On the road to the summer home, Tucker and Dale cross paths with a paranoid group of college kids. They are the "fish out of water" in this story, acting like everyone around them is from the cast of "Deliverance". Through a series of misunderstandings, the group becomes terrified of the lovable redneck duo, thinking that they kidnapped one of their friends when she was really saved from drowning. All of these mistakes lead to some bloody and hilarious deaths that come in some wonderful ways.
The real "evil" in this film can be seen as our prejudice that causes people to panic so much that they lose their minds, create situations that lead to their demise, and lash out at all the wrong people for things that could be explained with a simple conversation. I would say that this film was trying to reflect current times, but it was made in 2010. The actor who played Dale has continued acting in films that attempt conversations across different lines, most recently playing one of the Klan members in "BlackKklansman". In addition to being a welcome comedic relief after "Hereditary", this film still has some great societal messages hidden underneath a hilarious surface; perfect for the 2018 Halloween season.
Not everything worked perfectly for me in this. The story that the most insane of the college students sticks to just didn't work, or maybe it was just his performance being the weakest link amongst the players. Whatever it is, this is a new classic with a similar tone to "Tragedy Girls". I'm a huge fan of these. If you got a chance to see "Assassination Nation", that is another in this great sect of the Horror genre. I believe this is still streaming on Netflix, but it's on Shudder for sure.

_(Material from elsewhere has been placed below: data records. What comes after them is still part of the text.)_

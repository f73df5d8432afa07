use std::fmt;
use std::str::FromStr;

use chrono::{DateTime, Datelike, Days, Utc};
use serde::{Deserialize, Serialize};

use crate::errors::MarketDataError;

/// Bar granularity.
#[derive(Clone, Copy, Debug, PartialEq, Eq, Hash, PartialOrd, Ord, Serialize, Deserialize)]
pub enum Interval {
    #[serde(rename = "daily")]
    Daily,
    #[serde(rename = "weekly")]
    Weekly,
    #[serde(rename = "1h")]
    OneHour,
    #[serde(rename = "15m")]
    FifteenMinutes,
    #[serde(rename = "5m")]
    FiveMinutes,
}

impl Interval {
    pub const ALL: &'static [Interval] = &[
        Interval::Daily,
        Interval::Weekly,
        Interval::OneHour,
        Interval::FifteenMinutes,
        Interval::FiveMinutes,
    ];

    pub fn as_str(&self) -> &'static str {
        match self {
            Interval::Daily => "daily",
            Interval::Weekly => "weekly",
            Interval::OneHour => "1h",
            Interval::FifteenMinutes => "15m",
            Interval::FiveMinutes => "5m",
        }
    }

    pub fn is_intraday(&self) -> bool {
        !self.is_end_of_day()
    }

    pub fn is_end_of_day(&self) -> bool {
        matches!(self, Interval::Daily | Interval::Weekly)
    }

    /// Canonical bar timestamp, shared by every provider.
    ///
    /// Daily bars sit at 00:00 UTC of the session date and weekly bars at
    /// 00:00 UTC of that week's Monday. Intraday timestamps are kept as is.
    pub fn anchor(&self, ts: DateTime<Utc>) -> DateTime<Utc> {
        let date = ts.date_naive();
        let day = match self {
            Interval::Daily => Some(date),
            Interval::Weekly => {
                date.checked_sub_days(Days::new(u64::from(date.weekday().num_days_from_monday())))
            }
            _ => return ts,
        };
        day.and_then(|d| d.and_hms_opt(0, 0, 0))
            .map(|dt| dt.and_utc())
            .unwrap_or(ts)
    }
}

impl fmt::Display for Interval {
    fn fmt(&self, f: &mut fmt::Formatter<'_>) -> fmt::Result {
        f.write_str(self.as_str())
    }
}

impl FromStr for Interval {
    type Err = MarketDataError;

    fn from_str(s: &str) -> Result<Self, Self::Err> {
        match s.trim().to_ascii_lowercase().as_str() {
            "daily" | "1d" => Ok(Interval::Daily),
            "weekly" | "1wk" => Ok(Interval::Weekly),
            "1h" | "60m" => Ok(Interval::OneHour),
            "15m" => Ok(Interval::FifteenMinutes),
            "5m" => Ok(Interval::FiveMinutes),
            other => Err(MarketDataError::InvalidRequest(format!(
                "unknown interval '{}'",
                other
            ))),
        }
    }
}
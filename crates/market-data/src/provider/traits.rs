//! Bar provider trait definitions.
//!
//! This module defines the core `BarProvider` trait implemented by the
//! concrete HTTP clients and by the resilience/fallback wrappers that
//! compose them.

use std::collections::HashMap;
use std::sync::Arc;

use async_trait::async_trait;

use crate::errors::MarketDataError;
use crate::models::{FetchOutcome, FetchWindow, Fundamentals, Symbol};

use super::capabilities::ProviderCapabilities;

/// Trait for bar providers.
///
/// # Example
///
/// ```ignore
/// use async_trait::async_trait;
/// use boursomatic_market_data::provider::{BarProvider, ProviderCapabilities};
///
/// struct MyProvider;
///
/// #[async_trait]
/// impl BarProvider for MyProvider {
///     fn id(&self) -> &'static str {
///         "MY_PROVIDER"
///     }
///
///     fn capabilities(&self) -> ProviderCapabilities {
///         ProviderCapabilities {
///             intervals: &[Interval::Daily],
///             markets: &[Market::Nasdaq],
///             supports_fundamentals: false,
///         }
///     }
///
///     // ... implement normalize_symbol and fetch_bars
/// }
/// ```
#[async_trait]
pub trait BarProvider: Send + Sync {
    /// Unique identifier for this provider.
    ///
    /// A constant string like "YAHOO" or "STOOQ". Recorded as the bar
    /// source and in failure causes.
    fn id(&self) -> &'static str;

    /// Describes what this provider can do.
    fn capabilities(&self) -> ProviderCapabilities;

    /// Map a symbol to the provider's ticker convention.
    ///
    /// Pure and deterministic. Returns `UnsupportedMarket` for markets the
    /// provider has no convention for.
    fn normalize_symbol(&self, symbol: &Symbol) -> Result<String, MarketDataError>;

    /// Fetch bars for each symbol over the window.
    ///
    /// Every requested symbol gets an entry in the returned map. A whole-call
    /// `Err` is reserved for invalid requests (empty symbol set, inverted
    /// window) and for transport failures that hit the batch as a whole.
    async fn fetch_bars(
        &self,
        symbols: &[Symbol],
        window: &FetchWindow,
    ) -> Result<HashMap<Symbol, FetchOutcome>, MarketDataError>;

    /// Fetch company fundamentals. Best effort.
    ///
    /// Default implementation returns `Ok(None)`.
    async fn fetch_fundamentals(
        &self,
        _symbol: &Symbol,
    ) -> Result<Option<Fundamentals>, MarketDataError> {
        Ok(None)
    }
}

#[async_trait]
impl<T: BarProvider + ?Sized> BarProvider for Arc<T> {
    fn id(&self) -> &'static str {
        (**self).id()
    }

    fn capabilities(&self) -> ProviderCapabilities {
        (**self).capabilities()
    }

    fn normalize_symbol(&self, symbol: &Symbol) -> Result<String, MarketDataError> {
        (**self).normalize_symbol(symbol)
    }

    async fn fetch_bars(
        &self,
        symbols: &[Symbol],
        window: &FetchWindow,
    ) -> Result<HashMap<Symbol, FetchOutcome>, MarketDataError> {
        (**self).fetch_bars(symbols, window).await
    }

    async fn fetch_fundamentals(
        &self,
        symbol: &Symbol,
    ) -> Result<Option<Fundamentals>, MarketDataError> {
        (**self).fetch_fundamentals(symbol).await
    }
}

/// Reject requests no provider can serve.
pub(crate) fn ensure_valid_request(symbols: &[Symbol]) -> Result<(), MarketDataError> {
    if symbols.is_empty() {
        return Err(MarketDataError::InvalidRequest(
            "symbol set cannot be empty".to_string(),
        ));
    }
    Ok(())
}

"Masters of Horror: Pick Me Up"
Larry Cohen's contribution to the series is the perfect one to be included in a double feature with "Tucker and Dale". Cohen's brand of humorous horror is the old school inspiration for many of the horror comedies coming out now. He always had this tongue in cheek attitude in films like "The Stuff", "Q: The Winged Serpent", and "The It's Alive" series. I wish he had written this chapter as well, as he was also one of the creative minds behind the "Maniac Cop" series. I'm actually a bit surprised, since his signature style peeks its head out constantly in this piece.
The character I see the Cohen approach most in is the serial killer truck driver, Jim Wheeler (Michael Moriarty). Every line this character says is gold, delivered with the perfect blend of sadisim and terror by Moriarty. My favorite scene is in the picture above. The woman who is tied up tells him to beware a human monster that is in the woods, and Wheeler responds 'A monster like this?', and gives this hilarious growl to the woman. We know that he had already killed someone else, so Wheeler's danger is established early. He's the guy you really don't want to pick you up when you're in need, so it may be best to refuse any help he offers on the road.

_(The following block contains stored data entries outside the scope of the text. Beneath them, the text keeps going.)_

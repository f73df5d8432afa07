//! Market data models
//!
//! This module contains the core data types for bar ingestion:
//! - `symbol` - Ticker plus listing market (Symbol, Market)
//! - `interval` - Bar granularity (Interval)
//! - `bar` - OHLCV bars, their storage key, and fetch windows
//! - `outcome` - Per-symbol fetch outcomes and failure provenance
//! - `fundamentals` - Company fundamentals (Fundamentals)

mod bar;
mod fundamentals;
mod interval;
mod outcome;
mod symbol;

pub use bar::{Bar, BarKey, FetchWindow};
pub use fundamentals::Fundamentals;
pub use interval::Interval;
pub use outcome::{FailureCause, FetchOutcome};
pub use symbol::{Market, Symbol};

For a bus not so full of people (pretty empty actually) that has broken down, the choice to refuse Wheeler's help isn't that simple. There is another madman on the road, a drifter named Walker. He's looking at those broken down, or picking up hitchhikers as potential victims. Everyone in this piece is stuck between a Walker and a Wheeler, a contest of dominance by both killers.

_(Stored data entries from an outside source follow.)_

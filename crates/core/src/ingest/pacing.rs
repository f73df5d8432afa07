//! Batch slicing and request pacing.
//!
//! The universe is walked in fixed-size batches on a single lane. Between two
//! symbols of a batch the pacer waits `per_symbol_delay`; between two batches
//! it waits `per_batch_delay`. Nothing waits before the first symbol of a
//! batch or after the last batch.

use std::time::Duration;

use boursomatic_market_data::Symbol;

use crate::errors::{Error, Result};

/// Validated pacing parameters.
#[derive(Clone, Debug, PartialEq, Eq)]
pub struct PacingConfig {
    batch_size: usize,
    per_symbol_delay: Duration,
    per_batch_delay: Duration,
}

impl PacingConfig {
    pub fn new(
        batch_size: usize,
        per_symbol_delay: Duration,
        per_batch_delay: Duration,
    ) -> Result<Self> {
        if batch_size == 0 {
            return Err(Error::InvalidConfigValue(
                "batch size must be at least 1".to_string(),
            ));
        }
        Ok(Self {
            batch_size,
            per_symbol_delay,
            per_batch_delay,
        })
    }

    /// Build from delays in (fractional) seconds.
    pub fn from_secs(batch_size: usize, per_symbol_secs: f64, per_batch_secs: f64) -> Result<Self> {
        Self::new(
            batch_size,
            secs("symbol delay", per_symbol_secs)?,
            secs("batch delay", per_batch_secs)?,
        )
    }

    /// 10 symbols per batch, 0.5 s between symbols, 5 s between batches.
    pub fn end_of_day_default() -> Self {
        Self {
            batch_size: 10,
            per_symbol_delay: Duration::from_millis(500),
            per_batch_delay: Duration::from_secs(5),
        }
    }

    /// 10 symbols per batch, 1 s between symbols, 10 s between batches.
    pub fn intraday_default() -> Self {
        Self {
            batch_size: 10,
            per_symbol_delay: Duration::from_secs(1),
            per_batch_delay: Duration::from_secs(10),
        }
    }

    pub fn batch_size(&self) -> usize {
        self.batch_size
    }

    pub fn per_symbol_delay(&self) -> Duration {
        self.per_symbol_delay
    }

    pub fn per_batch_delay(&self) -> Duration {
        self.per_batch_delay
    }
}

fn secs(name: &str, value: f64) -> Result<Duration> {
    if !value.is_finite() || value < 0.0 {
        return Err(Error::InvalidConfigValue(format!(
            "{} must be a non-negative number of seconds, got {}",
            name, value
        )));
    }
    Duration::try_from_secs_f64(value)
        .map_err(|e| Error::InvalidConfigValue(format!("{}: {}", name, e)))
}

/// A contiguous slice of the universe processed together.
#[derive(Clone, Debug, PartialEq, Eq)]
pub struct Batch<'a> {
    /// 1-based batch number within this run
    pub number: usize,
    /// Universe index of `symbols[0]`
    pub start_index: usize,
    pub symbols: &'a [Symbol],
}

impl Batch<'_> {
    /// Universe index one past the last symbol.
    pub fn end_index(&self) -> usize {
        self.start_index + self.symbols.len()
    }

    /// Pairs of (universe index, symbol).
    pub fn indexed(&self) -> impl Iterator<Item = (usize, &Symbol)> + '_ {
        self.symbols
            .iter()
            .enumerate()
            .map(move |(i, s)| (self.start_index + i, s))
    }
}

/// Lazy iterator over the batches of a universe.
#[derive(Debug)]
pub struct Batches<'a> {
    universe: &'a [Symbol],
    next_index: usize,
    next_number: usize,
    batch_size: usize,
}

impl<'a> Iterator for Batches<'a> {
    type Item = Batch<'a>;

    fn next(&mut self) -> Option<Self::Item> {
        if self.next_index >= self.universe.len() {
            return None;
        }
        let end = (self.next_index + self.batch_size).min(self.universe.len());
        let batch = Batch {
            number: self.next_number,
            start_index: self.next_index,
            symbols: &self.universe[self.next_index..end],
        };
        self.next_index = end;
        self.next_number += 1;
        Some(batch)
    }
}

/// Applies a [`PacingConfig`] to a run.
#[derive(Clone, Debug)]
pub struct Pacer {
    config: PacingConfig,
}

impl Pacer {
    pub fn new(config: PacingConfig) -> Self {
        Self { config }
    }

    pub fn config(&self) -> &PacingConfig {
        &self.config
    }

    /// Batches of `universe[start..]`. Empty when `start` is past the end.
    pub fn batches<'a>(&self, universe: &'a [Symbol], start: usize) -> Batches<'a> {
        Batches {
            universe,
            next_index: start,
            next_number: 1,
            batch_size: self.config.batch_size,
        }
    }

    /// Number of batches `batches(universe, start)` will yield.
    pub fn batch_count(&self, universe_len: usize, start: usize) -> usize {
        universe_len
            .saturating_sub(start)
            .div_ceil(self.config.batch_size)
    }

    pub async fn pause_between_symbols(&self) {
        if !self.config.per_symbol_delay.is_zero() {
            tokio::time::sleep(self.config.per_symbol_delay).await;
        }
    }

    pub async fn pause_between_batches(&self) {
        if !self.config.per_batch_delay.is_zero() {
            tokio::time::sleep(self.config.per_batch_delay).await;
        }
    }
}

#[cfg(test)]
mod tests {
    use super::*;
    use boursomatic_market_data::Market;

    fn universe(n: usize) -> Vec<Symbol> {
        (0..n)
            .map(|i| Symbol::new(format!("T{}", i), Market::Nasdaq).unwrap())
            .collect()
    }

    #[test]
    fn test_rejects_bad_config() {
        assert!(PacingConfig::from_secs(0, 1.0, 1.0).is_err());
        assert!(PacingConfig::from_secs(5, -0.5, 1.0).is_err());
        assert!(PacingConfig::from_secs(5, 1.0, f64::NAN).is_err());
        assert!(PacingConfig::from_secs(5, 1.0, f64::INFINITY).is_err());
        let ok = PacingConfig::from_secs(5, 0.25, 0.0).unwrap();
        assert_eq!(ok.per_symbol_delay(), Duration::from_millis(250));
    }

    #[test]
    fn test_batches_cover_universe_from_start() {
        let symbols = universe(7);
        let pacer = Pacer::new(PacingConfig::from_secs(3, 0.0, 0.0).unwrap());

        let batches: Vec<_> = pacer.batches(&symbols, 2).collect();
        assert_eq!(batches.len(), 2);
        assert_eq!(pacer.batch_count(7, 2), 2);
        assert_eq!(batches[0].number, 1);
        assert_eq!(batches[0].start_index, 2);
        assert_eq!(batches[0].symbols.len(), 3);
        assert_eq!(batches[1].start_index, 5);
        assert_eq!(batches[1].end_index(), 7);
        assert_eq!(
            batches[1].indexed().map(|(i, _)| i).collect::<Vec<_>>(),
            vec![5, 6]
        );
    }

    #[test]
    fn test_start_past_end_yields_nothing() {
        let symbols = universe(3);
        let pacer = Pacer::new(PacingConfig::end_of_day_default());
        assert_eq!(pacer.batches(&symbols, 3).count(), 0);
        assert_eq!(pacer.batches(&symbols, 10).count(), 0);
        assert_eq!(pacer.batch_count(3, 10), 0);
    }

    #[tokio::test(start_paused = true)]
    async fn test_pauses_sleep_for_configured_delay() {
        let pacer = Pacer::new(PacingConfig::from_secs(2, 1.5, 4.0).unwrap());
        let started = tokio::time::Instant::now();
        pacer.pause_between_symbols().await;
        assert_eq!(started.elapsed(), Duration::from_millis(1500));
        pacer.pause_between_batches().await;
        assert_eq!(started.elapsed(), Duration::from_millis(5500));
    }
}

The only choice that might potentially work is made by Stacia (Fairuza Balk), a recently divorced woman who doesn't trust a god damn person, and feels comfortable armed with her switchblade knife. The other members of the bus might question her decision to walk 12 miles by herself in a hotel room instead of waiting around to be someone's victim, but she finds a way to be the last one to ultimately be trapped in the two killer's webs. You had to see that coming.
This was one of my favorite chapters of the series, and has a really great payoff. If you check this out, and find yourself wanting more Larry Cohen, I recommend "The Stuff" next.